I used a LUMA-style concept poster to explore the problem-solution space visually. The poster format also became a teaching tool: it fits users, problem, value, risks, metrics, and process on one page.

What the Poster Shows

User-Centered Framing
Starts with “Who is it for?” to ground the concept in real learner needs (students + educators, CS and non-CS).
Problem + Value Proposition
Clearly defines the pain point (“too abstract”) and the solution (“interactive animations” that break down logic).
Visual Thinking + Communication
Uses simple side-by-side illustrations (textbook vs animation) to teach the power of visual storytelling in UX.
Research + Prototyping Mindset
Notes risks, prototype ideas (step-by-step playback, AI help chat), and success metrics (pre/post tests, feedback).
Iterative Process
Shows a clear loop: Research → Sketch → Prototype → Test → Refine → Launch, aligned with project-based UX teaching.

Concept Poster

Algorithm Animator concept poster (LUMA-style) showing users, problem, value, risks, metrics, and process.

Animation

A one-page concept map: users, problem, big idea, risks, prototype plan, success metrics, and process.
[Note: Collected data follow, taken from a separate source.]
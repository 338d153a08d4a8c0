//! StatusStore — concurrently updated map of per-service health.

use std::collections::HashMap;
use std::sync::Arc;

use chrono::{DateTime, Utc};
use tokio::sync::RwLock;
use tracing::debug;

use fleetboard_registry::ServiceRegistry;

use crate::types::{HealthState, ServiceStatus, StatusSnapshot};

/// Thread-safe store of the last known status per service key.
///
/// The key set is fixed at construction to exactly the registry's key
/// set. Updates replace an entry whole and enforce per-key timestamp
/// monotonicity; an update carrying an older observation time than the
/// stored one is discarded.
#[derive(Debug, Clone)]
pub struct StatusStore {
    entries: Arc<RwLock<HashMap<String, ServiceStatus>>>,
}

impl StatusStore {
    /// Create a store with one `Unknown` entry per registered service.
    pub fn new(registry: &ServiceRegistry) -> Self {
        let entries = registry
            .iter()
            .map(|svc| {
                (
                    svc.key.clone(),
                    ServiceStatus {
                        display_name: svc.display_name.clone(),
                        state: HealthState::Unknown,
                        last_observed_at: None,
                    },
                )
            })
            .collect();

        debug!(count = registry.len(), "status store initialized");
        Self {
            entries: Arc::new(RwLock::new(entries)),
        }
    }

    /// Record a completed probe for `key`.
    ///
    /// Returns `true` if the entry was replaced, `false` if the update
    /// was discarded: either the key is not registered, or the stored
    /// entry already carries a newer observation time. The read-modify-
    /// write happens under the write lock, so concurrent updates for
    /// the same key serialize and the monotonicity rule holds.
    pub async fn update(
        &self,
        key: &str,
        state: HealthState,
        observed_at: DateTime<Utc>,
    ) -> bool {
        let mut entries = self.entries.write().await;
        let Some(entry) = entries.get_mut(key) else {
            debug!(%key, "status update for unregistered key discarded");
            return false;
        };

        if let Some(stored) = entry.last_observed_at
            && stored > observed_at
        {
            debug!(%key, "stale status update discarded");
            return false;
        }

        entry.state = state;
        entry.last_observed_at = Some(observed_at);
        true
    }

    /// Current status of a single service, if registered.
    pub async fn get(&self, key: &str) -> Option<ServiceStatus> {
        let entries = self.entries.read().await;
        entries.get(key).cloned()
    }

    /// Read-only copy of the full map for rendering.
    ///
    /// The lock is held only for the duration of the clone, so writers
    /// are never blocked for long, and entries are cloned whole — a
    /// reader can never observe a half-updated record.
    pub async fn snapshot(&self) -> StatusSnapshot {
        let entries = self.entries.read().await;
        entries.clone()
    }

    /// Number of tracked services.
    pub async fn len(&self) -> usize {
        let entries = self.entries.read().await;
        entries.len()
    }

    /// Whether the store tracks no services.
    pub async fn is_empty(&self) -> bool {
        self.len().await == 0
    }
}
How I Use This as a Teaching Assignment

Template for Student Pitches
Students fill the same sections (users, problem, value, risks, metrics, process) to pitch an educational tool idea.
Research Questions
We brainstorm how to test comprehension, what feedback to collect, and what “success” means for learning UX tools.
Low-Fidelity Prototypes
Teams sketch one interaction (step playback, hints, checkpoints) and run quick peer testing for clarity.
Visual Clarity Practice
Students refine one “box” of the poster to communicate complex ideas with minimal text and strong hierarchy.

UX/UI • Pedagogy • HCI

A short teaching-focused rationale: what I designed, how I structured learning, and the interaction principles behind it.

UX/UI Design
  • Information architecture: users → problem → big idea → risks → prototype plan → metrics → process.
  • Visual hierarchy: one concept per panel so readers scan quickly without losing the narrative.
  • Clarity-first communication: simple language and short phrases reduce cognitive load for mixed audiences.
  • Teaching-ready format: one-page poster supports presentation, critique, and studio-style discussion.
  • Accessibility: clean layout + strong spacing improves readability when projected or printed.

Pedagogy
  • Scaffolded thinking: start with audience + problem before moving to solutions and features.
  • Three-act structure: what’s the need → what’s the idea → how we validate and iterate.
  • Active learning: students can remake the poster for a different tool or learner group as an assignment.
  • Reflection: risks + metrics force students to justify design decisions, not just “make screens.”
  • Assessment mindset: success metrics encourage measurable learning outcomes (not only aesthetics).

HCI Principles
  • User needs first: the concept is framed around learners’ pain points (abstractness, comprehension gaps).
  • Reduce cognitive load: step-by-step animation + chunking supports understanding over memorization.
  • Feedback + guidance: prototype ideas (AI help, checkpoints) support error recovery and confidence.
  • Evaluation plan: pre/post checks + user feedback reflect evidence-based iteration.
  • Usability heuristics: clarity, consistency, and learnability are baked into the concept definition.

Teaching strategy: frame → hypothesize → prototype → test → refine. This trains students to connect UX theory to real educational interaction design.